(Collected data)
+ + + +

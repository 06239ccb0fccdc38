//! Runs cron jobs on tokio timers

use crate::reminders::cron::{CronJob, CronTable};
use crate::reminders::handler::{HandlerRegistry, ScheduledHandler};
use crate::reminders::ScheduleError;
use chrono::{DateTime, Utc};
use std::sync::Arc;
use tokio::task::JoinHandle;
use tokio_util::sync::CancellationToken;
use tracing::{error, info};

/// Source of wall-clock time
pub trait Clock: Send + Sync {
    fn now(&self) -> DateTime<Utc>;
}

#[derive(Debug, Clone, Copy, Default)]
pub struct SystemClock;

impl Clock for SystemClock {
    fn now(&self) -> DateTime<Utc> {
        Utc::now()
    }
}

/// Cron jobs with their resolved handlers
pub struct Scheduler {
    jobs: Vec<(CronJob, Arc<dyn ScheduledHandler>)>,
    clock: Arc<dyn Clock>,
}

impl Scheduler {
    /// Resolve every job's handler; an unknown handler name is an error
    pub fn new(
        table: &CronTable,
        registry: &HandlerRegistry,
        clock: Arc<dyn Clock>,
    ) -> Result<Self, ScheduleError> {
        let jobs = table
            .jobs()
            .iter()
            .map(|job| {
                registry
                    .get(&job.handler)
                    .map(|handler| (job.clone(), handler))
                    .ok_or_else(|| ScheduleError::UnknownHandler(job.handler.clone()))
            })
            .collect::<Result<Vec<_>, _>>()?;

        Ok(Self { jobs, clock })
    }

    pub fn job_count(&self) -> usize {
        self.jobs.len()
    }

    /// Spawn one task per job; each stops when `cancel` fires
    pub fn spawn(self, cancel: CancellationToken) -> Vec<JoinHandle<()>> {
        self.jobs
            .into_iter()
            .map(|(job, handler)| {
                let clock = self.clock.clone();
                let cancel = cancel.clone();
                tokio::spawn(run_job(job, handler, clock, cancel))
            })
            .collect()
    }

    /// Run every job until `cancel` fires
    pub async fn run(self, cancel: CancellationToken) {
        let handles = self.spawn(cancel);
        for result in futures::future::join_all(handles).await {
            if let Err(e) = result {
                error!(error = %e, "Scheduler task panicked");
            }
        }
    }
}

/// One job's loop: sleep until the next fire time, invoke, repeat
///
/// Invocations never overlap: the next fire time is computed after the
/// previous invocation returns. Each slot fires at most once, even when the
/// wall clock reads slightly behind the timer that woke us.
async fn run_job(
    job: CronJob,
    handler: Arc<dyn ScheduledHandler>,
    clock: Arc<dyn Clock>,
    cancel: CancellationToken,
) {
    let mut previous: Option<DateTime<Utc>> = None;

    loop {
        let now = clock.now();
        let next = job.schedule.next_after(previous.map_or(now, |slot| slot.max(now)));
        let delay = (next - now).to_std().unwrap_or_default();
        info!(job = %job.name, next = %next, "Scheduled next run");

        tokio::select! {
            _ = cancel.cancelled() => break,
            _ = tokio::time::sleep(delay) => {}
        }
        previous = Some(next);

        info!(job = %job.name, handler = %job.handler, "Running scheduled job");
        let result = tokio::select! {
            _ = cancel.cancelled() => break,
            result = handler.run(&job.args) => result,
        };

        if let Err(e) = result {
            error!(job = %job.name, error = %e, "Scheduled job failed");
        }
    }

    info!(job = %job.name, "Scheduler stopped");
}

#[cfg(test)]
mod tests {
    use super::*;
    use crate::reminders::cron::DailyAt;

    #[test]
    fn test_unknown_handler_is_error() {
        let mut table = CronTable::new();
        table.daily("job", DailyAt::new(9, 0).unwrap(), "missing.handler").unwrap();

        let err = Scheduler::new(&table, &HandlerRegistry::new(), Arc::new(SystemClock))
            .err()
            .unwrap();
        assert!(matches!(err, ScheduleError::UnknownHandler(name) if name == "missing.handler"));
    }

    #[tokio::test]
    async fn test_cancelled_scheduler_stops() {
        let mut table = CronTable::new();
        table.daily("job", DailyAt::new(9, 0).unwrap(), "noop").unwrap();

        struct Noop;
        #[async_trait::async_trait]
        impl ScheduledHandler for Noop {
            async fn run(&self, _: &crate::reminders::JobArgs) -> Result<(), ScheduleError> {
                Ok(())
            }
        }

        let mut registry = HandlerRegistry::new();
        registry.register("noop", Arc::new(Noop));
        let scheduler = Scheduler::new(&table, &registry, Arc::new(SystemClock)).unwrap();
        assert_eq!(scheduler.job_count(), 1);

        let cancel = CancellationToken::new();
        cancel.cancel();
        scheduler.run(cancel).await;
    }
}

+ + + +

▸ **ACTION ITEM**: Line by line, retype all of the entries.

▸ **ANSWER SECTION**:
repository 06239ccb0fccdc38
//! Runs cron jobs on tokio timers

use crate::reminders::cron::{CronJob, CronTable};
use crate::reminders::handler::{HandlerRegistry, ScheduledHandler};
use crate::reminders::ScheduleError;
use chrono::{DateTime, Utc};
use std::sync::Arc;
use tokio::task::JoinHandle;
use tokio_util::sync::CancellationToken;
use tracing::{error, info};

/// Source of wall-clock time
pub trait Clock: Send + Sync {
    fn now(&self) -> DateTime<Utc>;
}

#[derive(Debug, Clone, Copy, Default)]
pub struct SystemClock;

impl Clock for SystemClock {
    fn now(&self) -> DateTime<Utc> {
        Utc::now()
    }
}

/// Cron jobs with their resolved handlers
pub struct Scheduler {
    jobs: Vec<(CronJob, Arc<dyn ScheduledHandler>)>,
    clock: Arc<dyn Clock>,
}

impl Scheduler {
    /// Resolve every job's handler; an unknown handler name is an error
    pub fn new(
        table: &CronTable,
        registry: &HandlerRegistry,
        clock: Arc<dyn Clock>,
    ) -> Result<Self, ScheduleError> {
        let jobs = table
            .jobs()
            .iter()
            .map(|job| {
                registry
                    .get(&job.handler)
                    .map(|handler| (job.clone(), handler))
                    .ok_or_else(|| ScheduleError::UnknownHandler(job.handler.clone()))
            })
            .collect::<Result<Vec<_>, _>>()?;

        Ok(Self { jobs, clock })
    }

    pub fn job_count(&self) -> usize {
        self.jobs.len()
    }

    /// Spawn one task per job; each stops when `cancel` fires
    pub fn spawn(self, cancel: CancellationToken) -> Vec<JoinHandle<()>> {
        self.jobs
            .into_iter()
            .map(|(job, handler)| {
                let clock = self.clock.clone();
                let cancel = cancel.clone();
                tokio::spawn(run_job(job, handler, clock, cancel))
            })
            .collect()
    }

    /// Run every job until `cancel` fires
    pub async fn run(self, cancel: CancellationToken) {
        let handles = self.spawn(cancel);
        for result in futures::future::join_all(handles).await {
            if let Err(e) = result {
                error!(error = %e, "Scheduler task panicked");
            }
        }
    }
}

/// One job's loop: sleep until the next fire time, invoke, repeat
///
/// Invocations never overlap: the next fire time is computed after the
/// previous invocation returns. Each slot fires at most once, even when the
/// wall clock reads slightly behind the timer that woke us.
async fn run_job(
    job: CronJob,
    handler: Arc<dyn ScheduledHandler>,
    clock: Arc<dyn Clock>,
    cancel: CancellationToken,
) {
    let mut previous: Option<DateTime<Utc>> = None;

    loop {
        let now = clock.now();
        let next = job.schedule.next_after(previous.map_or(now, |slot| slot.max(now)));
        let delay = (next - now).to_std().unwrap_or_default();
        info!(job = %job.name, next = %next, "Scheduled next run");

        tokio::select! {
            _ = cancel.cancelled() => break,
            _ = tokio::time::sleep(delay) => {}
        }
        previous = Some(next);

        info!(job = %job.name, handler = %job.handler, "Running scheduled job");
        let result = tokio::select! {
            _ = cancel.cancelled() => break,
            result = handler.run(&job.args) => result,
        };

        if let Err(e) = result {
            error!(job = %job.name, error = %e, "Scheduled job failed");
        }
    }

    info!(job = %job.name, "Scheduler stopped");
}

#[cfg(test)]
mod tests {
    use super::*;
    use crate::reminders::cron::DailyAt;

    #[test]
    fn test_unknown_handler_is_error() {
        let mut table = CronTable::new();
        table.daily("job", DailyAt::new(9, 0).unwrap(), "missing.handler").unwrap();

        let err = Scheduler::new(&table, &HandlerRegistry::new(), Arc::new(SystemClock))
            .err()
            .unwrap();
        assert!(matches!(err, ScheduleError::UnknownHandler(name) if name == "missing.handler"));
    }

    #[tokio::test]
    async fn test_cancelled_scheduler_stops() {
        let mut table = CronTable::new();
        table.daily("job", DailyAt::new(9, 0).unwrap(), "noop").unwrap();

        struct Noop;
        #[async_trait::async_trait]
        impl ScheduledHandler for Noop {
            async fn run(&self, _: &crate::reminders::JobArgs) -> Result<(), ScheduleError> {
                Ok(())
            }
        }

        let mut registry = HandlerRegistry::new();
        registry.register("noop", Arc::new(Noop));
        let scheduler = Scheduler::new(&table, &registry, Arc::new(SystemClock)).unwrap();
        assert_eq!(scheduler.job_count(), 1);

        let cancel = CancellationToken::new();
        cancel.cancel();
        scheduler.run(cancel).await;
    }
}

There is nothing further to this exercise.